Cosa si può fare per arginare questi attacchi?

Al di là della retorica della “preservazione culturale”, l’operazione presenta tutti i connotati di un’estrazione massiva di dati seguita dalla ridistribuzione di contenuti protetti.

Questa attività viola quasi certamente i termini di servizio di Spotify e la normativa sul copyright, rendendo probabili richieste di rimozione e interventi legali da parte dei titolari dei diritti.

Ma al di là delle implicazioni legali, l’episodio solleva domande più profonde sulla sicurezza delle API e dei sistemi di accesso delle piattaforme di streaming.

Se davvero è stato possibile raccogliere metadati su 256 milioni di brani e aggirare le protezioni DRM per scaricare decine di terabyte di audio, significa che esistono vettori di accesso – forse legittimi nelle intenzioni, ma scarsamente protetti – che possono essere sfruttati in modo sistematico.

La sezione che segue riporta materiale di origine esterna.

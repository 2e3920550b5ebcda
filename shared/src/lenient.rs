//! Lenient numeric deserializers.
//!
//! The backend serializes SQL decimals inconsistently: sometimes as JSON
//! numbers, sometimes as strings, sometimes as `null`. These helpers accept
//! all three. A string that does not parse as a number coerces to `0.0`,
//! while `null` stays `None` so the sort engine can treat it as missing.

use serde::{Deserialize, Deserializer};
use serde_json::Value;

fn coerce_f64(value: &Value) -> Option<f64> {
    match value {
        Value::Null => None,
        Value::Number(n) => Some(n.as_f64().unwrap_or(0.0)),
        Value::String(s) => Some(s.trim().parse::<f64>().unwrap_or(0.0)),
        Value::Bool(b) => Some(if *b { 1.0 } else { 0.0 }),
        _ => Some(0.0),
    }
}

pub fn opt_f64<'de, D>(deserializer: D) -> Result<Option<f64>, D::Error>
where
    D: Deserializer<'de>,
{
    let value = Value::deserialize(deserializer)?;
    Ok(coerce_f64(&value).filter(|v| v.is_finite()))
}

pub fn f64_or_zero<'de, D>(deserializer: D) -> Result<f64, D::Error>
where
    D: Deserializer<'de>,
{
    Ok(opt_f64(deserializer)?.unwrap_or(0.0))
}

pub fn opt_i64<'de, D>(deserializer: D) -> Result<Option<i64>, D::Error>
where
    D: Deserializer<'de>,
{
    let value = Value::deserialize(deserializer)?;
    Ok(match &value {
        Value::Number(n) => n.as_i64().or_else(|| n.as_f64().map(|f| f as i64)),
        other => coerce_f64(other).map(|f| f as i64),
    })
}

pub fn i64_or_zero<'de, D>(deserializer: D) -> Result<i64, D::Error>
where
    D: Deserializer<'de>,
{
    Ok(opt_i64(deserializer)?.unwrap_or(0))
}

Spesso le vulnerabilità non risiedono in exploit sofisticati, ma in meccanismi di autenticazione deboli, endpoint API troppo permissivi, log di debug lasciati attivi in produzione, o semplicemente in una scarsa segmentazione tra dati pubblici e dati sensibili.

Un promemoria per chi gestisce servizi esposti al web

Per chi progetta e gestisce servizi esposti al web, l’episodio è un interessante promemoria sul fatto che, ogni endpoint, ogni metadato accessibile, ogni sistema di ranking può diventare un tassello di una strategia di scraping su larga scala.

Non basta proteggere le password degli utenti: occorre modellare le minacce considerando anche chi vuole semplicemente “leggere tutto”, senza necessariamente alterare i dati.

Rate limiting, monitoraggio delle query anomale, autenticazione anche per i dati considerati “pubblici” ma strutturati, e una drastica riduzione della superficie di attacco delle API sono pratiche che, se implementate con rigore, possono rendere operazioni come quelle di Anna’s Archive molto più costose e facilmente rilevabili.

L’acquisizione di valore nel dato (sia esso un file musicale, un documento o un dato sensibile di un utente) fa sì che cambi sempre di più il target degli attacchi.

I dati sono una nuova miniera ed è qui che sempre più si concentrerà l’attività criminale.